Corriere del Veneto (Venezia e Mestre)
Permessi negati alle donne: multate 35 pmi
L’Ispettorato: regole violate. Gap gender sempre alto, ma qualcosa si muove: specie in sanità
L’Ispettorato del lavoro ha multato nell’ultimo anno 35 aziende che hanno negato i permessi alle donne. Il gap gender degli stipendi resta alto ma si riduce, specie in sanità.
Hai fatto un figlio? Zero permessi per uscire prima dal lavoro, nessun congedo per accudirlo, giorni di riposo banditi e se pretendi di stare a casa con lui scordati pure l’indennità. Di aziende venete che hanno trattato così neo mamme e neo papà al loro servizio l’ispettorato del lavoro ne ha beccate 35.
Questo succede in gran parte tra un ufficio e l’altro del terziario: 27 imprese che operano in questo settore hanno dovuto rendere conto di violazioni della normativa a tutela della genitorialità. Quasi quattro su cinque. Tre edili, una agricola e quattro appartenenti al settore industriale hanno preso il resto. Una tirata d’orecchie arrivata con l’attività di intelligence di Regione, ispettorato interregionale e consigliera di parità Sandra Miotto. Ieri, a Venezia, ha siglato una nuova intesa sulla parità nel lavoro assieme all’assessore regionale Elena Donazzan e il capo dell’ispettorato Stefano Marconi. Tra le tre istituzioni si rafforzerà così lo scambio di segnalazioni, «soprattutto quelle relative alle dimissioni femminili o alle risoluzioni consensuali delle lavoratrici madri o alle discriminazioni nel luogo di lavoro - specifica Marconi -, poi c’è pure la formazione delle aziende e la collaborazione con i sindacati».
Anche il primo vademecum per destreggiarsi tra le norme che tutelano mamme e papà che lavorano. Soprattutto mamme. Perché non è che in questo siamo messi così bene, nonostante in Veneto lavorino quasi tre donna su cinque, il 10% in più rispetto al resto d’Italia. Basti pensare che nella nostra regione le dimissioni «volontarie» delle donne, nell’ultimo anno, sono il 60% del totale. Ma anche al fatto che una dirigente veneta guadagna in media oltre 50 mila euro (lordi) in meno l’anno rispetto al dirigente del sesso opposto. Guadagnano poco e sono poche: dirigenti e quadri veneti donne sono tre su dieci a Belluno, così come a Padova e Venezia. Va ancora peggio alle colleghe rodigine, meno di una su cinque. Eppure a scendere di posizione di donne ce ne sono a volontà: nel report 2017 della consigliera (1.047 le aziende venete prese in esame), nella sanità e nell’assistenza sociale le donne sono 74 su 100, nell’istruzione uguale, nella pubblica amministrazione poco meno, nel turismo 68,5%, nel commercio 63%. Per non parlare dell’egemonia di infermiere e ausiliarie: sono quattro su cinque. Le donne vincono anche contro gli impiegati maschi e il loro 47,5% di presenze dietro la scrivania.

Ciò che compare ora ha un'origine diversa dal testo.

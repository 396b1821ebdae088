//! In-process `products` table.
//!
//! Rows get a serial id starting at 1 and a creation timestamp. Listing
//! returns newest first.

use std::{collections::BTreeMap, sync::Arc};

use chrono::{DateTime, Utc};
use serde::{Deserialize, Serialize};
use tokio::sync::RwLock;
use url::Url;

use crate::error::AppError;

/// Largest integer part a `DECIMAL(10,2)` can hold.
const MAX_PRICE_INTEGER_DIGITS: usize = 8;

#[derive(Clone, Debug, Serialize, Deserialize, PartialEq, Eq)]
pub struct Product {
    pub id: i64,
    pub name: String,
    pub price: String,
    pub image: String,
    pub created_at: DateTime<Utc>,
}

/// Price as submitted: forms send strings, other clients may send numbers.
#[derive(Debug, Clone, Deserialize)]
#[serde(untagged)]
pub enum PriceInput {
    Text(String),
    Number(serde_json::Number),
}

/// Request body for create and update. Every field is optional here so a
/// missing one produces our own 400 rather than a deserialization error.
#[derive(Debug, Clone, Default, Deserialize)]
pub struct ProductInput {
    #[serde(default)]
    pub name: Option<String>,
    #[serde(default)]
    pub price: Option<PriceInput>,
    #[serde(default)]
    pub image: Option<String>,
}

/// A validated row payload.
#[derive(Debug, Clone, PartialEq, Eq)]
pub struct ProductFields {
    pub name: String,
    pub price: String,
    pub image: String,
}

impl ProductInput {
    pub fn validate(self) -> Result<ProductFields, AppError> {
        let name = self.name.map(|s| s.trim().to_string()).unwrap_or_default();
        let image = self.image.map(|s| s.trim().to_string()).unwrap_or_default();
        let price = match self.price {
            Some(PriceInput::Text(s)) => s.trim().to_string(),
            Some(PriceInput::Number(n)) => n.to_string(),
            None => String::new(),
        };

        if name.is_empty() || price.is_empty() || image.is_empty() {
            return Err(AppError::Validation("All fields are required".to_string()));
        }
        let price = normalize_price(&price).ok_or_else(|| {
            AppError::Validation(
                "Price must be a non-negative amount with at most two decimal places".to_string(),
            )
        })?;
        if !is_web_url(&image) {
            return Err(AppError::Validation("Image must be a valid URL".to_string()));
        }

        Ok(ProductFields { name, price, image })
    }
}

/// Canonical two-decimal form of `raw`, or `None` when it is not a
/// non-negative decimal with at most two fractional digits.
pub fn normalize_price(raw: &str) -> Option<String> {
    let (int_part, frac_part) = match raw.split_once('.') {
        Some((i, f)) => (i, f),
        None => (raw, ""),
    };
    if int_part.is_empty() && frac_part.is_empty() {
        return None;
    }
    if !int_part.bytes().all(|b| b.is_ascii_digit()) || !frac_part.bytes().all(|b| b.is_ascii_digit()) {
        return None;
    }
    if frac_part.len() > 2 {
        return None;
    }

    let int_part = int_part.trim_start_matches('0');
    if int_part.len() > MAX_PRICE_INTEGER_DIGITS {
        return None;
    }
    let int_part = if int_part.is_empty() { "0" } else { int_part };
    Some(format!("{int_part}.{frac_part:0<2}"))
}

fn is_web_url(raw: &str) -> bool {
    Url::parse(raw)
        .map(|url| matches!(url.scheme(), "http" | "https") && url.has_host())
        .unwrap_or(false)
}

#[derive(Debug, Default)]
pub struct ProductTable {
    next_id: i64,
    rows: BTreeMap<i64, Product>,
}

pub type Db = Arc<RwLock<ProductTable>>;

pub fn new_db() -> Db {
    Arc::new(RwLock::new(ProductTable::default()))
}

impl ProductTable {
    /// All rows, newest first.
    pub fn list(&self) -> Vec<Product> {
        let mut rows: Vec<Product> = self.rows.values().cloned().collect();
        rows.sort_by(|a, b| b.created_at.cmp(&a.created_at).then(b.id.cmp(&a.id)));
        rows
    }

    pub fn get(&self, id: i64) -> Option<Product> {
        self.rows.get(&id).cloned()
    }

    pub fn insert(&mut self, fields: ProductFields) -> Product {
        self.next_id += 1;
        let product = Product {
            id: self.next_id,
            name: fields.name,
            price: fields.price,
            image: fields.image,
            created_at: Utc::now(),
        };
        self.rows.insert(product.id, product.clone());
        product
    }

    pub fn update(&mut self, id: i64, fields: ProductFields) -> Option<Product> {
        let row = self.rows.get_mut(&id)?;
        row.name = fields.name;
        row.price = fields.price;
        row.image = fields.image;
        Some(row.clone())
    }

    pub fn remove(&mut self, id: i64) -> Option<Product> {
        self.rows.remove(&id)
    }
}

«Però qualcosa si muove» ha avvertito Miotto riferendosi alle posizioni apicali delle donne in crescita nelle grandi aziende della nostra regione. Il 5,2% in più certo è poco, ma contribuisce a colmare il divario. E non è il solo segnale rincuorante se pensiamo al 12% di donne medico in più rispetto al 2016. Un dato singolare, perché è l’unica professione che in Veneto si scontra con la perdita di uomini al comando, lasciando spazio all’ascesa femminile. Partita a sé per i camici bianchi anche in busta paga: la distanza tra stipendi c’è, ma per i dottori ai vertici si ferma a mila euro in più l’anno, sempre lordi, rispetto a quello delle colleghe. «La presenza femminile in tutti i settori, e lo dice più di una ricerca europea - continua la consigliera -, induce a produrre di più e a fallire di meno. Così calerebbe anche la povertà, data dal part time, che porta a pensioni basse». E a guardare gli ultimi dati sul lavoro a tempo parziale c’è da mettersi le mani nei capelli: fino al 2016 quasi 9 lavoratori su 10 a metà tempo sono donne. «Per questo vigileremo sui datori che violano le norme avverte Donazzan -, prima consigli, poi avvertimenti e in presenza di colpa grave scatteranno nuovi provvedimenti».